Cynamonki drożdżowe czyli bułeczki palce lizać
Cynamon najbardziej kojarzy mi się z dzieciństwem i jabłkami pieczonymi z ryżem. Mmmm… chyba niedługo przygotuję tą leguminę. Do przygotowania bułeczek skłoniły mnie drożdże leżące w lodówce oraz przepis (tutaj). Do tego koniecznie chciałam wypróbować nową silikonową stolnice, którą wygrałam jeszcze przed świętami w konkursie Mebli Heban na Facebooku. Mata sprawdziła się idealnie. Z jednej strony jest śliska, z drugiej matowa i jeśli chodzi o ciasto drożdżowe nie wymaga podsypywania mąką. Cynamonki wyszły wyśmienite, a najsmaczniejsze są ze szklanką mleka.
Niezbędne składniki
Składniki:
- 2,5 szklanki mąki
- 130 ml ciepłego mleka
- 7 g drożdży suchych lub 30 g świeżych
- 80 g stopionego masła
- 1/4 szklanki cukru
- 1 jajko
- szczypta soli
Posypka:
- 1,5 łyżeczki cynamonu
- 4 łyżki cukru ( u mnie pół na pół z ciemnym trzcinowym)
- 30 g rozpuszczonego masła
Drożdże rozpuścić w ciepłym mleku i dodać do pozostałych składników. Zagnieść gładkie ciasto i odstawić, aby wyrosło. Podrośnięte ciasto rozwałkować i posmarować stopionym masłem (30 g).

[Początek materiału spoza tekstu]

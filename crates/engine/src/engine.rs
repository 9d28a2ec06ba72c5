//! The CursorHome event loop.

use std::time::Instant;

use cursorhome_common::clock::interval_from_hz;
use cursorhome_common::config::AppConfig;
use cursorhome_common::error::CursorHomeResult;
use cursorhome_gesture::{build_shake_source, ShakeSource, SharedShakeSignal};
use cursorhome_highlight::{
    CoordinatorOutcome, CoordinatorSettings, CoordinatorState, HighlightCoordinator,
    SurfaceRenderer,
};
use cursorhome_model::CursorSample;
use cursorhome_platform_core::{DisplayTopology, PointerDevice};
use cursorhome_remote_monitor::{candidate_paths, parse_batch, LogTailer, LogWatcher};
use tokio::sync::mpsc;
use tokio::time::MissedTickBehavior;

use crate::command::EngineCommand;

/// Owns every CursorHome component and routes inputs between them.
pub struct Engine<R, P> {
    config: AppConfig,
    coordinator: HighlightCoordinator<R, P>,
    shake: Box<dyn ShakeSource>,
    /// Kept so a strategy change can rebuild `shake` around it.
    native: Option<SharedShakeSignal>,
    tailer: Option<LogTailer>,
    /// Bumped whenever the tailer is rebuilt so the loop re-creates its
    /// file watcher.
    remote_generation: u64,
    running: bool,
}

impl<R: SurfaceRenderer, P: PointerDevice> Engine<R, P> {
    pub fn new(config: AppConfig, topology: DisplayTopology, renderer: R, pointer: P) -> Self {
        Self::with_native_shake(config, topology, renderer, pointer, None)
    }

    /// Build an engine that may use a platform shake signal.
    pub fn with_native_shake(
        config: AppConfig,
        topology: DisplayTopology,
        renderer: R,
        pointer: P,
        native: Option<SharedShakeSignal>,
    ) -> Self {
        let config = config.sanitized();
        let shake = build_shake_source(&config.shake, topology.bounds(), native.clone());
        tracing::info!(
            strategy = shake.name(),
            sensitivity = config.shake.sensitivity,
            displays = topology.displays().len(),
            "Engine configured"
        );
        let coordinator = HighlightCoordinator::new(
            CoordinatorSettings::from(&config),
            topology,
            renderer,
            pointer,
        );
        Self {
            config,
            coordinator,
            shake,
            native,
            tailer: None,
            remote_generation: 0,
            running: true,
        }
    }

    /// Start following the remote log if enabled. Safe to call again; the
    /// previous tailer is replaced.
    pub fn start_remote(&mut self, now: Instant) {
        if let Some(mut tailer) = self.tailer.take() {
            tailer.stop();
        }
        self.remote_generation += 1;

        if !self.config.remote.enabled {
            tracing::debug!("Remote log monitoring disabled");
            return;
        }
        let mut tailer = LogTailer::from_settings(&self.config.remote);
        tailer.start(candidate_paths(&self.config.remote), now);
        self.tailer = Some(tailer);
    }

    /// Handle one command to completion.
    pub fn handle(&mut self, command: EngineCommand, now: Instant) -> Option<CoordinatorOutcome> {
        let outcome = match command {
            EngineCommand::FindCursor => Some(self.find(now)),
            EngineCommand::HideAll => Some(self.coordinator.hide_all()),
            EngineCommand::ApplySettings(config) => Some(self.apply_settings(*config, now)),
            EngineCommand::DisplaysChanged(topology) => {
                self.shake.set_display_bounds(topology.bounds());
                Some(self.coordinator.refresh_topology(topology))
            }
            EngineCommand::PointerMoved(sample) => self.on_pointer_sample(sample),
            EngineCommand::Shutdown => {
                let outcome = self.coordinator.hide_all();
                if let Some(tailer) = self.tailer.as_mut() {
                    tailer.stop();
                }
                self.running = false;
                tracing::info!("Engine shutting down");
                Some(outcome)
            }
        };

        if let Some(outcome) = &outcome {
            log_outcome(outcome);
        }
        outcome
    }

    /// Feed one pointer sample to shake detection.
    pub fn on_pointer_sample(&mut self, sample: CursorSample) -> Option<CoordinatorOutcome> {
        self.shake.on_sample(sample)?;
        let outcome = self.coordinator.on_shake(sample.timestamp);
        self.after_find(&outcome, sample.timestamp);
        Some(outcome)
    }

    /// Tracking tick. Also samples the pointer when configured to poll.
    pub fn tick(&mut self, now: Instant) -> CoordinatorOutcome {
        if self.config.tracking.poll_pointer {
            let point = self.coordinator.pointer().current_pointer_location();
            if let Some(outcome) = self.on_pointer_sample(CursorSample::new(point, now)) {
                log_outcome(&outcome);
            }
        }
        let outcome = self.coordinator.tick(now);
        if matches!(
            outcome,
            CoordinatorOutcome::Expired | CoordinatorOutcome::Transferred { .. } | CoordinatorOutcome::Failed { .. }
        ) {
            log_outcome(&outcome);
        }
        outcome
    }

    /// Read new remote log lines and apply any transitions.
    pub fn poll_remote(&mut self, now: Instant) -> Vec<CoordinatorOutcome> {
        let Some(tailer) = self.tailer.as_mut() else {
            return Vec::new();
        };
        let lines = tailer.poll(now);
        self.apply_log_lines(&lines, now)
    }

    /// Apply transitions found in `lines`, in order.
    pub fn apply_log_lines<S: AsRef<str>>(&mut self, lines: &[S], now: Instant) -> Vec<CoordinatorOutcome> {
        parse_batch(lines, now)
            .into_iter()
            .map(|transition| {
                let outcome = self.coordinator.on_transition(&transition, now);
                self.after_find(&outcome, now);
                log_outcome(&outcome);
                outcome
            })
            .collect()
    }

    pub fn coordinator(&self) -> &HighlightCoordinator<R, P> {
        &self.coordinator
    }

    pub fn coordinator_mut(&mut self) -> &mut HighlightCoordinator<R, P> {
        &mut self.coordinator
    }

    pub fn config(&self) -> &AppConfig {
        &self.config
    }

    pub fn state(&self) -> CoordinatorState {
        self.coordinator.state()
    }

    pub fn tailer(&self) -> Option<&LogTailer> {
        self.tailer.as_ref()
    }

    pub fn shake_strategy(&self) -> &str {
        self.shake.name()
    }

    pub fn is_running(&self) -> bool {
        self.running
    }

    /// Run until `Shutdown` arrives or every command sender is dropped.
    pub async fn run(
        mut self,
        mut commands: mpsc::UnboundedReceiver<EngineCommand>,
    ) -> CursorHomeResult<()> {
        self.start_remote(Instant::now());

        let mut watched_generation = self.remote_generation;
        let mut watch = self.watch_remote();

        let mut tick_hz = self.config.tracking.tick_hz;
        let mut tick = tokio::time::interval(interval_from_hz(tick_hz));
        tick.set_missed_tick_behavior(MissedTickBehavior::Skip);

        let mut rediscovery = tokio::time::interval(self.config.remote.rediscovery_interval());
        rediscovery.set_missed_tick_behavior(MissedTickBehavior::Delay);

        tracing::info!(tick_hz, "Engine loop started");

        while self.running {
            tokio::select! {
                command = commands.recv() => match command {
                    Some(command) => {
                        self.handle(command, Instant::now());
                    }
                    None => {
                        tracing::debug!("All engine handles dropped");
                        self.handle(EngineCommand::Shutdown, Instant::now());
                    }
                },
                Some(()) = next_wake(&mut watch) => {
                    self.poll_remote(Instant::now());
                }
                _ = tick.tick() => {
                    self.tick(Instant::now());
                }
                _ = rediscovery.tick() => {
                    self.poll_remote(Instant::now());
                }
            }

            if self.remote_generation != watched_generation {
                watched_generation = self.remote_generation;
                watch = self.watch_remote();
                rediscovery = tokio::time::interval(self.config.remote.rediscovery_interval());
                rediscovery.set_missed_tick_behavior(MissedTickBehavior::Delay);
            }
            if self.config.tracking.tick_hz != tick_hz {
                tick_hz = self.config.tracking.tick_hz;
                tick = tokio::time::interval(interval_from_hz(tick_hz));
                tick.set_missed_tick_behavior(MissedTickBehavior::Skip);
                tracing::debug!(tick_hz, "Tracking rate changed");
            }
        }

        tracing::info!("Engine loop stopped");
        Ok(())
    }

    fn find(&mut self, now: Instant) -> CoordinatorOutcome {
        let outcome = self.coordinator.find(now);
        self.after_find(&outcome, now);
        outcome
    }

    /// Our own warp looks exactly like a seam jump; keep it away from the
    /// shake detector.
    fn after_find(&mut self, outcome: &CoordinatorOutcome, now: Instant) {
        if matches!(
            outcome,
            CoordinatorOutcome::Recentered { .. } | CoordinatorOutcome::Created { .. }
        ) {
            self.shake.suppress_from(now);
        }
    }

    fn apply_settings(&mut self, config: AppConfig, now: Instant) -> CoordinatorOutcome {
        let config = config.sanitized();
        let remote_changed = config.remote != self.config.remote;

        if config.shake.strategy != self.config.shake.strategy {
            self.shake = build_shake_source(
                &config.shake,
                self.coordinator.topology().bounds(),
                self.native.clone(),
            );
            tracing::info!(strategy = self.shake.name(), "Shake strategy changed");
        } else {
            self.shake.reconfigure(&config.shake);
        }
        let outcome = self.coordinator.apply_settings(CoordinatorSettings::from(&config));
        self.config = config;

        if remote_changed {
            tracing::info!("Remote log settings changed, restarting monitor");
            self.start_remote(now);
        }
        tracing::info!("Settings applied");
        outcome
    }

    fn watch_remote(&self) -> Option<(LogWatcher, mpsc::UnboundedReceiver<()>)> {
        let tailer = self.tailer.as_ref()?;
        match LogWatcher::watch(tailer.candidates()) {
            Ok(watch) => Some(watch),
            Err(e) => {
                tracing::warn!(error = %e, "File watching unavailable, polling remote log");
                None
            }
        }
    }
}

async fn next_wake(watch: &mut Option<(LogWatcher, mpsc::UnboundedReceiver<()>)>) -> Option<()> {
    match watch {
        Some((_, rx)) => rx.recv().await,
        None => std::future::pending().await,
    }
}

fn log_outcome(outcome: &CoordinatorOutcome) {
    match outcome {
        CoordinatorOutcome::Ignored(reason) => tracing::debug!(%reason, "Request ignored"),
        CoordinatorOutcome::Failed { display: id, error } => {
            tracing::warn!(display = %id, error = %error, "Highlight failed")
        }
        CoordinatorOutcome::Tracked => {}
        other => tracing::debug!(outcome = ?other, "Coordinator"),
    }
}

Wymieszać cynamon z cukrem.
Tak przygotowaną posypką pokryć rozwałkowane ciasto. Teraz mogę powiedzieć, że nie wiem czy nie byłoby wygodniej wymieszać roztopione masło z cynamonem i cukrem. Chyba tak zrobię następnym razem.
Zwinąć ciasto jak struclę i pokroić w trójkąty.
Na środku każdego cynamonka przycisnąć brzeg plastikowej lub drewnianej łyżki.
pięknie wygląda :) robiłam kiedyś coś podobnego ale z ciasta francuskiego i w tej posypce cynamonowej nie było ani masła ani margaryny ale były przepyszne ciasteczka :)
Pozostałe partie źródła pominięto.